Tuesday, August 13, 2013

Fiber Art in Action: Do you Dress Locally or do you Dress Globally?

Rebecca Burgess
Have you ever made an effort to eat local, organic foods? I belonged to our local CSA (Community Sponsored Agriculture) co-op last summer and enjoyed food grown near my own backyard. I love the idea of keeping my purchasing power in my own part of Colorado! It is environmentally friendly to do this, especially as you consider the reduced effort required to ship or transport items to my front door.

I recently learned about Rebecca Burgess who has been inspired to start a fiber co-op, called a Fibershed, that has been built using this same love of keeping things local. In a working Fibershed, folks combine forces with their neighbors to capitalize on their various fiber "processing" skills, like weaving, dying, hemp cultivation, spinning, and garment sewing, and then they join together to sell the combined products of the larger community.

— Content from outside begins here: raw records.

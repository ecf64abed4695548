use std::path::PathBuf;

use super::Config;

impl Config {
    pub(crate) fn apply_env_overrides(&mut self) {
        if let Ok(v) = std::env::var("STRATA_LLM_PROVIDER") {
            if let Ok(kind) = serde_json::from_value(serde_json::Value::String(v.clone())) {
                self.llm.provider = kind;
            } else {
                tracing::warn!("ignoring invalid STRATA_LLM_PROVIDER value: {v}");
            }
        }
        if let Ok(v) = std::env::var("STRATA_LLM_BASE_URL") {
            self.llm.base_url = v;
        }
        if let Ok(v) = std::env::var("STRATA_LLM_MODEL") {
            self.llm.model = v;
        }
        if let Ok(v) = std::env::var("STRATA_LLM_EMBEDDING_MODEL") {
            self.llm.embedding_model = v;
        }
        if let Ok(v) = std::env::var("STRATA_LLM_API_KEY") {
            self.llm.api_key = Some(v);
        }
        if let Ok(v) = std::env::var("STRATA_ROOT") {
            self.project.root = PathBuf::from(v);
        }
        if let Ok(v) = std::env::var("STRATA_OUTPUT_DIR") {
            self.project.output_dir = PathBuf::from(v);
        }
        if let Ok(v) = std::env::var("STRATA_ENRICHMENT_DELAY_MS")
            && let Ok(ms) = v.parse::<u64>()
        {
            self.enrichment.delay_ms = ms;
        }
        if let Ok(v) = std::env::var("STRATA_VECTORIZATION_DELAY_MS")
            && let Ok(ms) = v.parse::<u64>()
        {
            self.vectorization.delay_ms = ms;
        }
        if let Ok(v) = std::env::var("STRATA_VECTOR_DIMENSION")
            && let Ok(dim) = v.parse::<usize>()
        {
            self.vectorization.dimension = Some(dim);
        }
        if let Ok(v) = std::env::var("STRATA_PARSING_AST")
            && let Ok(ast) = v.parse::<bool>()
        {
            self.parsing.ast = ast;
        }
    }
}
use std::future::Future;
use std::time::Duration;

use crate::error::LlmError;
use crate::provider::StatusTx;

/// How often and how long to back off on `429 Too Many Requests`.
#[derive(Debug, Clone, Copy)]
pub(crate) struct RetryPolicy {
    pub max_retries: u32,
    pub base_backoff: Duration,
}

impl Default for RetryPolicy {
    fn default() -> Self {
        Self {
            max_retries: 3,
            base_backoff: Duration::from_secs(1),
        }
    }
}

impl RetryPolicy {
    /// `Retry-After` seconds when present, else `base_backoff * 2^attempt`.
    fn delay(&self, retry_after: Option<&str>, attempt: u32) -> Duration {
        if let Some(secs) = retry_after.and_then(|v| v.trim().parse::<u64>().ok()) {
            return Duration::from_secs(secs);
        }
        self.base_backoff
            .saturating_mul(1u32.checked_shl(attempt).unwrap_or(u32::MAX))
    }
}

/// Send a request built by `f`, re-sending it on 429 responses.
///
/// The first non-429 response is returned as-is for the caller to inspect.
///
/// # Errors
///
/// Returns `LlmError::RateLimited` once every attempt was rate limited, or
/// `LlmError::Http` for transport failures.
pub(crate) async fn send_with_retry<F, Fut>(
    provider: &str,
    policy: RetryPolicy,
    status_tx: Option<&StatusTx>,
    mut f: F,
) -> Result<reqwest::Response, LlmError>
where
    F: FnMut() -> Fut,
    Fut: Future<Output = Result<reqwest::Response, reqwest::Error>>,
{
    for attempt in 0..=policy.max_retries {
        let response = f().await?;
        if response.status() != reqwest::StatusCode::TOO_MANY_REQUESTS {
            return Ok(response);
        }
        if attempt == policy.max_retries {
            break;
        }

        let retry_after = response
            .headers()
            .get(reqwest::header::RETRY_AFTER)
            .and_then(|v| v.to_str().ok());
        let delay = policy.delay(retry_after, attempt);
        let msg = format!(
            "{provider} rate limited, retrying in {}s ({}/{})",
            delay.as_secs(),
            attempt + 1,
            policy.max_retries
        );
        if let Some(tx) = status_tx {
            let _ = tx.send(msg.clone());
        }
        tracing::warn!("{msg}");
        tokio::time::sleep(delay).await;
    }

    Err(LlmError::RateLimited)
}
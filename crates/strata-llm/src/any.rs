#[cfg(feature = "mock")]
use crate::mock::MockProvider;
use crate::error::LlmError;
use crate::ollama::OllamaProvider;
use crate::openai::OpenAiProvider;
use crate::provider::{LlmProvider, Message};

/// Generates a match over all `AnyProvider` variants, binding the inner provider
/// and evaluating the given expression for each arm.
macro_rules! delegate_provider {
    ($self:expr, |$p:ident| $expr:expr) => {
        match $self {
            AnyProvider::Ollama($p) => $expr,
            AnyProvider::OpenAi($p) => $expr,
            #[cfg(feature = "mock")]
            AnyProvider::Mock($p) => $expr,
        }
    };
}

/// Provider selected at runtime from configuration.
#[derive(Debug, Clone)]
pub enum AnyProvider {
    Ollama(OllamaProvider),
    OpenAi(OpenAiProvider),
    #[cfg(feature = "mock")]
    Mock(MockProvider),
}

impl LlmProvider for AnyProvider {
    async fn chat(&self, messages: &[Message]) -> Result<String, LlmError> {
        delegate_provider!(self, |p| p.chat(messages).await)
    }

    async fn embed_batch(&self, texts: &[String]) -> Result<Vec<Vec<f32>>, LlmError> {
        delegate_provider!(self, |p| p.embed_batch(texts).await)
    }

    fn supports_embeddings(&self) -> bool {
        delegate_provider!(self, |p| p.supports_embeddings())
    }

    fn name(&self) -> &'static str {
        delegate_provider!(self, |p| p.name())
    }
}
//! Stage bodies, one `impl PipelineOrchestrator` block per stage.

mod dependencies;
mod enrichment;
mod indexing;
mod parsing;
mod vectorization;

use std::ops::Range;
use std::time::Duration;

/// Contiguous `size`-wide ranges covering `0..len`; the last may be shorter.
pub(crate) fn batches(len: usize, size: usize) -> impl Iterator<Item = Range<usize>> {
    let size = size.max(1);
    (0..len)
        .step_by(size)
        .map(move |start| start..(start + size).min(len))
}

/// Sleep before every batch except the first.
pub(crate) async fn pace(batch: usize, delay: Duration) {
    if batch > 0 && !delay.is_zero() {
        tokio::time::sleep(delay).await;
    }
}

#[cfg(test)]
mod tests {
    use super::*;

    #[test]
    fn batches_cover_the_range() {
        let ranges: Vec<_> = batches(23, 10).collect();
        assert_eq!(ranges, [0..10, 10..20, 20..23]);
        assert_eq!(batches(0, 10).count(), 0);
        assert_eq!(batches(3, 0).count(), 3);
    }
}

So my question to you is, have you ever considered "dressing locally"? If you were required to dress yourself and your family using only fabrics or clothing manufactured within 200 miles of your own home, would you even know where to start?

There are obstacles to this type of green economy. Rebecca reports that the largest barrier to dressing locally is that there are few fiber artists who loom fabric made with locally-grown raw materials. Finding people to sew clothing for you, if you are unable or unwilling to sew it yourself, is also an obstacle. So perhaps we won't be able to buy clothing made totally from local raw materials, but we can certainly open our minds to that possibility!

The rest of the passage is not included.